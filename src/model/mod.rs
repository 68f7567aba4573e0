//! Regression models, hyperparameter grids, and the selection loop.

pub mod adaboost;
pub mod cross_validation;
pub mod decision_tree;
pub mod gradient_boosting;
pub mod grid;
pub mod knn;
pub mod linear;
pub mod random_forest;
pub mod selection;

pub use adaboost::AdaBoostRegressor;
pub use cross_validation::{FoldSplit, KFold};
pub use decision_tree::DecisionTreeRegressor;
pub use gradient_boosting::GradientBoostingRegressor;
pub use grid::{floats, ints, ParamGrid, ParamSet, ParamValue};
pub use knn::KnnRegressor;
pub use linear::{LassoRegression, LinearRegression, RidgeRegression};
pub use random_forest::RandomForestRegressor;
pub use selection::{select_model, ModelScore, Selection};

use crate::error::Result;
use ndarray::{Array1, Array2};
use serde::{Deserialize, Serialize};

/// One of the supported regressors, dispatched by variant.
#[derive(Debug, Clone, Serialize, Deserialize)]
pub enum RegressorKind {
    Linear(LinearRegression),
    Ridge(RidgeRegression),
    Lasso(LassoRegression),
    DecisionTree(DecisionTreeRegressor),
    RandomForest(RandomForestRegressor),
    Knn(KnnRegressor),
    GradientBoosting(GradientBoostingRegressor),
    AdaBoost(AdaBoostRegressor),
}

impl RegressorKind {
    pub fn name(&self) -> &'static str {
        match self {
            RegressorKind::Linear(_) => "linear_regression",
            RegressorKind::Ridge(_) => "ridge",
            RegressorKind::Lasso(_) => "lasso",
            RegressorKind::DecisionTree(_) => "decision_tree",
            RegressorKind::RandomForest(_) => "random_forest",
            RegressorKind::Knn(_) => "k_neighbors",
            RegressorKind::GradientBoosting(_) => "gradient_boosting",
            RegressorKind::AdaBoost(_) => "adaboost",
        }
    }

    pub fn apply_params(&mut self, params: &ParamSet) -> Result<()> {
        match self {
            RegressorKind::Linear(m) => m.apply_params(params),
            RegressorKind::Ridge(m) => m.apply_params(params),
            RegressorKind::Lasso(m) => m.apply_params(params),
            RegressorKind::DecisionTree(m) => m.apply_params(params),
            RegressorKind::RandomForest(m) => m.apply_params(params),
            RegressorKind::Knn(m) => m.apply_params(params),
            RegressorKind::GradientBoosting(m) => m.apply_params(params),
            RegressorKind::AdaBoost(m) => m.apply_params(params),
        }
    }

    pub fn fit(&mut self, x: &Array2<f64>, y: &Array1<f64>) -> Result<()> {
        match self {
            RegressorKind::Linear(m) => m.fit(x, y),
            RegressorKind::Ridge(m) => m.fit(x, y),
            RegressorKind::Lasso(m) => m.fit(x, y),
            RegressorKind::DecisionTree(m) => m.fit(x, y),
            RegressorKind::RandomForest(m) => m.fit(x, y),
            RegressorKind::Knn(m) => m.fit(x, y),
            RegressorKind::GradientBoosting(m) => m.fit(x, y),
            RegressorKind::AdaBoost(m) => m.fit(x, y),
        }
    }

    pub fn predict(&self, x: &Array2<f64>) -> Result<Array1<f64>> {
        match self {
            RegressorKind::Linear(m) => m.predict(x),
            RegressorKind::Ridge(m) => m.predict(x),
            RegressorKind::Lasso(m) => m.predict(x),
            RegressorKind::DecisionTree(m) => m.predict(x),
            RegressorKind::RandomForest(m) => m.predict(x),
            RegressorKind::Knn(m) => m.predict(x),
            RegressorKind::GradientBoosting(m) => m.predict(x),
            RegressorKind::AdaBoost(m) => m.predict(x),
        }
    }
}

/// A model entered into the selection loop, with its search grid.
#[derive(Debug, Clone)]
pub struct Candidate {
    pub name: String,
    pub prototype: RegressorKind,
    pub grid: ParamGrid,
}

impl Candidate {
    pub fn new(prototype: RegressorKind, grid: ParamGrid) -> Self {
        Self {
            name: prototype.name().to_string(),
            prototype,
            grid,
        }
    }
}

/// The default candidate roster. Order is significant: ties on test score
/// resolve to the earliest entry.
pub fn default_candidates() -> Vec<Candidate> {
    vec![
        Candidate::new(
            RegressorKind::Linear(LinearRegression::new()),
            ParamGrid::new(),
        ),
        Candidate::new(
            RegressorKind::Ridge(RidgeRegression::new()),
            ParamGrid::new().with("alpha", floats(&[0.01, 0.1, 1.0, 10.0])),
        ),
        Candidate::new(
            RegressorKind::Lasso(LassoRegression::new()),
            ParamGrid::new().with("alpha", floats(&[0.01, 0.1, 1.0])),
        ),
        Candidate::new(
            RegressorKind::DecisionTree(DecisionTreeRegressor::new()),
            ParamGrid::new().with("max_depth", ints(&[3, 5, 8])),
        ),
        Candidate::new(
            RegressorKind::RandomForest(RandomForestRegressor::default()),
            ParamGrid::new().with("n_estimators", ints(&[8, 16, 32, 64, 128])),
        ),
        Candidate::new(
            RegressorKind::Knn(KnnRegressor::default()),
            ParamGrid::new().with("n_neighbors", ints(&[3, 5, 7, 9])),
        ),
        Candidate::new(
            RegressorKind::GradientBoosting(GradientBoostingRegressor::new()),
            ParamGrid::new()
                .with("learning_rate", floats(&[0.01, 0.05, 0.1]))
                .with("n_estimators", ints(&[50, 100])),
        ),
        Candidate::new(
            RegressorKind::AdaBoost(AdaBoostRegressor::new()),
            ParamGrid::new()
                .with("learning_rate", floats(&[0.01, 0.1, 0.5]))
                .with("n_estimators", ints(&[32, 64])),
        ),
    ]
}

#[cfg(test)]
mod tests {
    use super::*;

    #[test]
    fn test_default_roster_names_are_unique() {
        let candidates = default_candidates();
        let mut names: Vec<&str> = candidates.iter().map(|c| c.name.as_str()).collect();
        names.sort_unstable();
        names.dedup();
        assert_eq!(names.len(), candidates.len());
    }

    #[test]
    fn test_roster_grids_expand() {
        for candidate in default_candidates() {
            let sets = candidate.grid.expand();
            assert!(!sets.is_empty(), "{} expanded to nothing", candidate.name);
            let mut proto = candidate.prototype.clone();
            for set in &sets {
                proto.apply_params(set).unwrap();
            }
        }
    }
}
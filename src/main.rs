use clap::Parser;
use scorecast::cli::{cmd_predict, cmd_train, Cli, Commands};

fn main() -> anyhow::Result<()> {
    tracing_subscriber::fmt()
        .with_env_filter(
            tracing_subscriber::EnvFilter::try_from_default_env()
                .unwrap_or_else(|_| "scorecast=info".into()),
        )
        .init();

    let cli = Cli::parse();

    match cli.command {
        Commands::Train {
            data,
            artifacts,
            score_floor,
        } => {
            cmd_train(&data, &artifacts, score_floor)?;
        }
        Commands::Predict {
            artifacts,
            gender,
            race_ethnicity,
            parental_level_of_education,
            lunch,
            test_preparation_course,
            reading_score,
            writing_score,
        } => {
            cmd_predict(
                &artifacts,
                gender,
                race_ethnicity,
                parental_level_of_education,
                lunch,
                test_preparation_course,
                reading_score,
                writing_score,
            )?;
        }
    }

    Ok(())
}
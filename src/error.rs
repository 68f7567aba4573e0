//! Error types for the scorecast pipeline

use std::path::PathBuf;
use thiserror::Error;

/// Result type alias for pipeline operations
pub type Result<T> = std::result::Result<T, ScorecastError>;

/// Main error type for the pipeline.
///
/// Every stage fails fast: errors are wrapped with context and propagated
/// to the caller, never recovered or retried locally.
#[derive(Error, Debug)]
pub enum ScorecastError {
    #[error("Data error: {0}")]
    DataError(String),

    #[error("Column not found: {0}")]
    ColumnNotFound(String),

    #[error("Preprocessing error: {0}")]
    PreprocessingError(String),

    #[error("Training error: {0}")]
    TrainingError(String),

    #[error("No acceptable model: best test score {best_score:.4} is below the floor {floor:.2}")]
    NoAcceptableModel { best_score: f64, floor: f64 },

    #[error("Invalid shape: expected {expected}, got {actual}")]
    ShapeError { expected: String, actual: String },

    #[error("Invalid parameter: {name} = {value}, {reason}")]
    InvalidParameter {
        name: String,
        value: String,
        reason: String,
    },

    #[error("Model not fitted")]
    NotFitted,

    #[error("Artifact not found at {0}; run training first")]
    ArtifactMissing(PathBuf),

    #[error("IO error: {0}")]
    IoError(#[from] std::io::Error),

    #[error("Serialization error: {0}")]
    SerializationError(String),
}

impl From<polars::error::PolarsError> for ScorecastError {
    fn from(err: polars::error::PolarsError) -> Self {
        ScorecastError::DataError(err.to_string())
    }
}

impl From<serde_json::Error> for ScorecastError {
    fn from(err: serde_json::Error) -> Self {
        ScorecastError::SerializationError(err.to_string())
    }
}

impl From<ndarray::ShapeError> for ScorecastError {
    fn from(err: ndarray::ShapeError) -> Self {
        ScorecastError::ShapeError {
            expected: "valid shape".to_string(),
            actual: err.to_string(),
        }
    }
}
//! Dataset ingestion
//!
//! Reads the source CSV, writes a raw copy plus the train/test splits under
//! the artifact directory, and hands the two frames to the rest of the
//! pipeline. The split is shuffled with a fixed seed so runs are
//! reproducible.

use crate::config::{ArtifactLayout, IngestionConfig};
use crate::error::{Result, ScorecastError};
use polars::prelude::*;
use rand::seq::SliceRandom;
use rand::SeedableRng;
use rand_chacha::ChaCha8Rng;
use std::fs::File;
use std::path::Path;
use tracing::info;

/// Loads the dataset and produces the train/test splits.
pub struct DataIngestion {
    config: IngestionConfig,
    layout: ArtifactLayout,
}

impl DataIngestion {
    pub fn new(config: IngestionConfig, layout: ArtifactLayout) -> Self {
        Self { config, layout }
    }

    /// Run ingestion: read, copy, split, and persist both splits.
    pub fn run(&self) -> Result<(DataFrame, DataFrame)> {
        info!(source = %self.config.source_path.display(), "ingesting dataset");

        let df = read_csv(&self.config.source_path)?;
        info!(rows = df.height(), cols = df.width(), "dataset loaded");

        std::fs::create_dir_all(self.layout.dir())?;
        write_csv(&mut df.clone(), &self.layout.raw_data())?;

        let (mut train, mut test) = self.split(&df)?;
        write_csv(&mut train, &self.layout.train_data())?;
        write_csv(&mut test, &self.layout.test_data())?;

        info!(
            train_rows = train.height(),
            test_rows = test.height(),
            "train/test split written"
        );
        Ok((train, test))
    }

    /// Shuffled split into train and test frames.
    fn split(&self, df: &DataFrame) -> Result<(DataFrame, DataFrame)> {
        if !(0.0..1.0).contains(&self.config.test_fraction) {
            return Err(ScorecastError::DataError(format!(
                "test_fraction must be in [0, 1), got {}",
                self.config.test_fraction
            )));
        }

        let n = df.height();
        let test_size = (n as f64 * self.config.test_fraction).round() as usize;
        if n < 2 || test_size == 0 || test_size >= n {
            return Err(ScorecastError::DataError(format!(
                "cannot split {} rows with test_fraction {}",
                n, self.config.test_fraction
            )));
        }

        let mut indices: Vec<usize> = (0..n).collect();
        let mut rng = ChaCha8Rng::seed_from_u64(self.config.seed);
        indices.shuffle(&mut rng);

        let train_idx: IdxCa = IdxCa::from_vec(
            "idx".into(),
            indices[..n - test_size].iter().map(|&i| i as IdxSize).collect(),
        );
        let test_idx: IdxCa = IdxCa::from_vec(
            "idx".into(),
            indices[n - test_size..].iter().map(|&i| i as IdxSize).collect(),
        );

        let train = df.take(&train_idx)?;
        let test = df.take(&test_idx)?;
        Ok((train, test))
    }
}

/// Read a CSV file with header and schema inference.
pub fn read_csv(path: &Path) -> Result<DataFrame> {
    if !path.exists() {
        return Err(ScorecastError::ArtifactMissing(path.to_path_buf()));
    }
    let df = CsvReadOptions::default()
        .with_has_header(true)
        .with_infer_schema_length(Some(1000))
        .try_into_reader_with_file_path(Some(path.to_path_buf()))?
        .finish()?;
    Ok(df)
}

/// Write a DataFrame as CSV with header.
pub fn write_csv(df: &mut DataFrame, path: &Path) -> Result<()> {
    if let Some(parent) = path.parent() {
        std::fs::create_dir_all(parent)?;
    }
    let mut file = File::create(path)?;
    CsvWriter::new(&mut file).include_header(true).finish(df)?;
    Ok(())
}
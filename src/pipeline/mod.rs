//! End-to-end pipelines: training from a raw CSV to persisted artifacts,
//! and single-record inference from those artifacts.

pub mod predict;
pub mod train;

pub use predict::{PredictPipeline, StudentRecord};
pub use train::{TrainPipeline, TrainReport};
//! Missing value imputation

use crate::error::{Result, ScorecastError};
use polars::prelude::*;
use serde::{Deserialize, Serialize};
use std::collections::BTreeMap;
use std::collections::HashMap;

/// Median imputer for numeric columns.
///
/// Fill values are learned at fit time and reused verbatim for every later
/// table, so train, test, and inference rows see the same treatment.
#[derive(Debug, Clone, Default, Serialize, Deserialize)]
pub struct NumericImputer {
    fills: BTreeMap<String, f64>,
}

impl NumericImputer {
    pub fn new() -> Self {
        Self::default()
    }

    /// Learn the median of each named column.
    pub fn fit(&mut self, df: &DataFrame, columns: &[String]) -> Result<()> {
        self.fills.clear();
        for name in columns {
            let ca = numeric_chunked(df, name)?;
            let median = ca.median().unwrap_or(0.0);
            self.fills.insert(name.clone(), median);
        }
        Ok(())
    }

    /// Extract a column as `f64` values with nulls replaced by the stored fill.
    pub fn fill_column(&self, df: &DataFrame, name: &str) -> Result<Vec<f64>> {
        let fill = *self
            .fills
            .get(name)
            .ok_or_else(|| ScorecastError::NotFitted)?;
        let ca = numeric_chunked(df, name)?;
        Ok(ca.into_iter().map(|v| v.unwrap_or(fill)).collect())
    }

    pub fn is_fitted(&self) -> bool {
        !self.fills.is_empty()
    }
}

/// Most-frequent-value imputer for categorical (string) columns.
#[derive(Debug, Clone, Default, Serialize, Deserialize)]
pub struct CategoricalImputer {
    fills: BTreeMap<String, String>,
}

impl CategoricalImputer {
    pub fn new() -> Self {
        Self::default()
    }

    /// Learn the mode of each named column. Ties break on the smaller string
    /// so refitting the same data always yields the same fill.
    pub fn fit(&mut self, df: &DataFrame, columns: &[String]) -> Result<()> {
        self.fills.clear();
        for name in columns {
            let ca = string_chunked(df, name)?;

            let mut counts: HashMap<&str, usize> = HashMap::new();
            for val in ca.into_iter().flatten() {
                *counts.entry(val).or_insert(0) += 1;
            }
            let mode = counts
                .into_iter()
                .max_by(|(a, ca), (b, cb)| ca.cmp(cb).then_with(|| b.cmp(a)))
                .map(|(v, _)| v.to_string())
                .unwrap_or_default();

            self.fills.insert(name.clone(), mode);
        }
        Ok(())
    }

    /// Extract a column as strings with nulls replaced by the stored mode.
    pub fn fill_column(&self, df: &DataFrame, name: &str) -> Result<Vec<String>> {
        let fill = self
            .fills
            .get(name)
            .ok_or_else(|| ScorecastError::NotFitted)?;
        let ca = string_chunked(df, name)?;
        Ok(ca
            .into_iter()
            .map(|v| v.unwrap_or(fill.as_str()).to_string())
            .collect())
    }

    pub fn is_fitted(&self) -> bool {
        !self.fills.is_empty()
    }
}

/// Fetch a column cast to Float64, erroring on absent or non-numeric columns.
fn numeric_chunked(df: &DataFrame, name: &str) -> Result<Float64Chunked> {
    let column = df
        .column(name)
        .map_err(|_| ScorecastError::ColumnNotFound(name.to_string()))?;
    let casted = column
        .as_materialized_series()
        .cast(&DataType::Float64)
        .map_err(|_| {
            ScorecastError::PreprocessingError(format!("column {name} is not numeric"))
        })?;
    Ok(casted.f64()?.clone())
}

/// Fetch a string column, erroring on absent or non-string columns.
fn string_chunked(df: &DataFrame, name: &str) -> Result<StringChunked> {
    let column = df
        .column(name)
        .map_err(|_| ScorecastError::ColumnNotFound(name.to_string()))?;
    let ca = column.as_materialized_series().str().map_err(|_| {
        ScorecastError::PreprocessingError(format!("column {name} is not a string column"))
    })?;
    Ok(ca.clone())
}
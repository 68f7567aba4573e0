//! One-hot encoding with a stable column ordering

use serde::{Deserialize, Serialize};
use std::collections::BTreeMap;

/// One-hot encoder for categorical columns.
///
/// Categories are collected at fit time and sorted lexicographically, so
/// the expanded column layout is identical for every table the encoder is
/// later applied to. Values unseen at fit time leave their whole indicator
/// block at zero instead of shifting columns.
#[derive(Debug, Clone, Default, Serialize, Deserialize)]
pub struct OneHotEncoder {
    categories: BTreeMap<String, Vec<String>>,
}

impl OneHotEncoder {
    pub fn new() -> Self {
        Self::default()
    }

    /// Record the sorted distinct values of one column.
    pub fn fit_column(&mut self, name: &str, values: &[String]) {
        let mut cats: Vec<String> = values.to_vec();
        cats.sort();
        cats.dedup();
        self.categories.insert(name.to_string(), cats);
    }

    /// Expand one column into its indicator columns, in fit-time order.
    ///
    /// Returns `(column_names, column_values)`; unseen categories produce an
    /// all-zero row within this block.
    pub fn encode_column(&self, name: &str, values: &[String]) -> Option<(Vec<String>, Vec<Vec<f64>>)> {
        let cats = self.categories.get(name)?;

        let names: Vec<String> = cats.iter().map(|c| format!("{name}={c}")).collect();
        let mut columns: Vec<Vec<f64>> = vec![vec![0.0; values.len()]; cats.len()];

        for (row, value) in values.iter().enumerate() {
            if let Ok(idx) = cats.binary_search(value) {
                columns[idx][row] = 1.0;
            }
        }

        Some((names, columns))
    }

    /// Fit-time categories of a column, if known.
    pub fn categories(&self, name: &str) -> Option<&[String]> {
        self.categories.get(name).map(|c| c.as_slice())
    }

    pub fn is_fitted(&self) -> bool {
        !self.categories.is_empty()
    }
}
------------------------------------------------------------
ASSIGNED TASK - Search the entries above for lines holding the string "BTreeMap", then report only how many there are.

YOUR SOLUTION - 5